What makes the song so intriguing is that it captures The Rolling Stones in transition. Earlier masterpieces balanced raw instinct with razor-sharp focus. Here, the band seems more interested in texture than structure, mood than momentum. The result is adventurous but uneven. The track tries to combine spiritual blues vocals, psychedelic ornamentation, Latin percussion, droning rock chords, and soft harmonies in one package. At moments, it works beautifully. At others, it feels like several unfinished ideas sharing the same tape reel.

That lack of cohesion is often cited as part of Goats Head Soup’s mixed identity. Produced by Jimmy Miller, the album contains brilliance, but also signs that the effortless unity of previous records was beginning to loosen. Can You Hear the Music may be the clearest example of that shift: ambitious, curious, and talented, yet unable to fully crystallize. Still, there is something admirable in hearing a giant band take risks instead of repeating itself. Many groups at their commercial peak would have chosen safety. The Stones chose strangeness.

The Forgotten Deep Cut

Unlike many songs in the Stones’ catalog Can You Hear the Music has inspired virtually no cover versions. That absence says a lot. It is not an obvious crowd-pleaser, not a radio staple, and not an easy song to reinterpret. Its identity depends heavily on its peculiar studio atmosphere.

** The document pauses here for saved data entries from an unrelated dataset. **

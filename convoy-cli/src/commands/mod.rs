//! Commands module
//!
//! Defines all CLI commands and their handlers.

mod display;
mod machine;
mod pipeline;
mod task;

pub use machine::MachineCommands;
pub use pipeline::PipelineCommands;
pub use task::TaskCommands;

use anyhow::Result;
use clap::Subcommand;
use colored::*;

use crate::config::Config;
use crate::context::Context;

/// Top-level CLI commands
#[derive(Subcommand)]
pub enum Commands {
    /// Pipeline operations across machines
    Pipeline {
        #[command(subcommand)]
        command: PipelineCommands,
    },
    /// Task ledger queries and cleanup
    Task {
        #[command(subcommand)]
        command: TaskCommands,
    },
    /// Machine inventory and connectivity
    Machine {
        #[command(subcommand)]
        command: MachineCommands,
    },
    /// Repair machines and tasks left behind by an interrupted run
    Recover,
}

/// Handle a CLI command
///
/// Connects the in-process orchestrator, then routes the command to the
/// appropriate handler module.
pub async fn handle_command(command: Commands, config: &Config) -> Result<()> {
    let ctx = Context::connect(config).await?;

    match command {
        Commands::Pipeline { command } => pipeline::handle_pipeline_command(command, &ctx).await,
        Commands::Task { command } => task::handle_task_command(command, &ctx).await,
        Commands::Machine { command } => machine::handle_machine_command(command, &ctx).await,
        Commands::Recover => recover(&ctx).await,
    }
}

async fn recover(ctx: &Context) -> Result<()> {
    let report = ctx.orchestrator.recover_interrupted().await?;

    if report.machines_recovered == 0 && report.tasks_finalized == 0 {
        println!("{}", "Nothing to recover.".green());
    } else {
        println!("{}", "Recovered interrupted work:".bold());
        println!("  Machines: {}", report.machines_recovered.to_string().yellow());
        println!("  Tasks:    {}", report.tasks_finalized.to_string().yellow());
    }

    Ok(())
}
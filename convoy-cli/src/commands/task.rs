//! Task command handlers
//!
//! Reads and prunes the task ledger of a pipeline.

use anyhow::Result;
use clap::Subcommand;
use colored::*;
use convoy_core::PipelineId;
use convoy_core::dto::task::TaskSummary;

use super::display::{print_task_details, print_task_summary};
use crate::context::Context;
use crate::id_resolver::resolve_task_id;
use crate::types::IdOrPrefix;

/// Task subcommands
#[derive(Subcommand)]
pub enum TaskCommands {
    /// List tasks of a pipeline, newest first
    List {
        pipeline_id: PipelineId,

        /// Print as JSON
        #[arg(long)]
        json: bool,
    },
    /// Show a task with its steps
    Get {
        pipeline_id: PipelineId,

        /// Task ID or unambiguous prefix; the latest task when omitted
        id: Option<String>,
    },
    /// Delete a task and its steps
    Delete {
        pipeline_id: PipelineId,

        /// Task ID or unambiguous prefix
        id: String,
    },
    /// Delete every task of a pipeline
    Purge { pipeline_id: PipelineId },
}

pub async fn handle_task_command(command: TaskCommands, ctx: &Context) -> Result<()> {
    match command {
        TaskCommands::List { pipeline_id, json } => list_tasks(ctx, pipeline_id, json).await,
        TaskCommands::Get { pipeline_id, id } => get_task(ctx, pipeline_id, id).await,
        TaskCommands::Delete { pipeline_id, id } => delete_task(ctx, pipeline_id, &id).await,
        TaskCommands::Purge { pipeline_id } => purge_tasks(ctx, pipeline_id).await,
    }
}

async fn list_tasks(ctx: &Context, pipeline_id: PipelineId, json: bool) -> Result<()> {
    let tasks = ctx.orchestrator.tasks(pipeline_id).await?;

    if json {
        let summaries: Vec<TaskSummary> = tasks.iter().map(TaskSummary::from).collect();
        println!("{}", serde_json::to_string_pretty(&summaries)?);
        return Ok(());
    }

    if tasks.is_empty() {
        println!(
            "{}",
            format!("No tasks found for pipeline {}.", pipeline_id).yellow()
        );
    } else {
        println!(
            "{}",
            format!("Found {} task(s) for pipeline {}:", tasks.len(), pipeline_id).bold()
        );
        println!();
        for task in &tasks {
            print_task_summary(task);
        }
    }

    Ok(())
}

async fn get_task(ctx: &Context, pipeline_id: PipelineId, id: Option<String>) -> Result<()> {
    let detail = match id {
        Some(id) => {
            let task_id = resolve_task_id(&ctx.orchestrator, pipeline_id, &IdOrPrefix::parse(&id)).await?;
            ctx.orchestrator.task_detail(task_id).await?
        }
        None => match ctx.orchestrator.latest_task(pipeline_id).await? {
            Some(detail) => detail,
            None => {
                println!(
                    "{}",
                    format!("No tasks found for pipeline {}.", pipeline_id).yellow()
                );
                return Ok(());
            }
        },
    };

    print_task_details(&detail);
    Ok(())
}

async fn delete_task(ctx: &Context, pipeline_id: PipelineId, id: &str) -> Result<()> {
    let task_id = resolve_task_id(&ctx.orchestrator, pipeline_id, &IdOrPrefix::parse(id)).await?;

    if ctx.orchestrator.delete_task(task_id).await? {
        println!("{}", format!("✓ Task {} deleted", task_id).green());
    } else {
        println!("{}", format!("Task {} was already gone.", task_id).yellow());
    }

    Ok(())
}

async fn purge_tasks(ctx: &Context, pipeline_id: PipelineId) -> Result<()> {
    let deleted = ctx.orchestrator.delete_pipeline_tasks(pipeline_id).await?;
    println!(
        "{}",
        format!("✓ Deleted {} task(s) of pipeline {}", deleted, pipeline_id).green()
    );
    Ok(())
}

Yet that very quality gives it lasting charm for devoted listeners. It may never rank beside the giants of the catalog, but it offers something rarer: a glimpse of legendary musicians experimenting in real time, unsure where the road leads but willing to keep walking. In that sense, the song mirrors its own message. Music does not always need to be perfect to matter. Sometimes it only needs to transport you somewhere unexpected. And on Can You Hear the Music, the Rolling Stones do exactly that.

Keith Richards (1974): Can You Hear the Music? and Time Waits for No One were my particular riff but got taken up by others in the band. Those songs got turned into something I didn’t even imagine. Whereas something like Angie turned out pretty much as I expected.”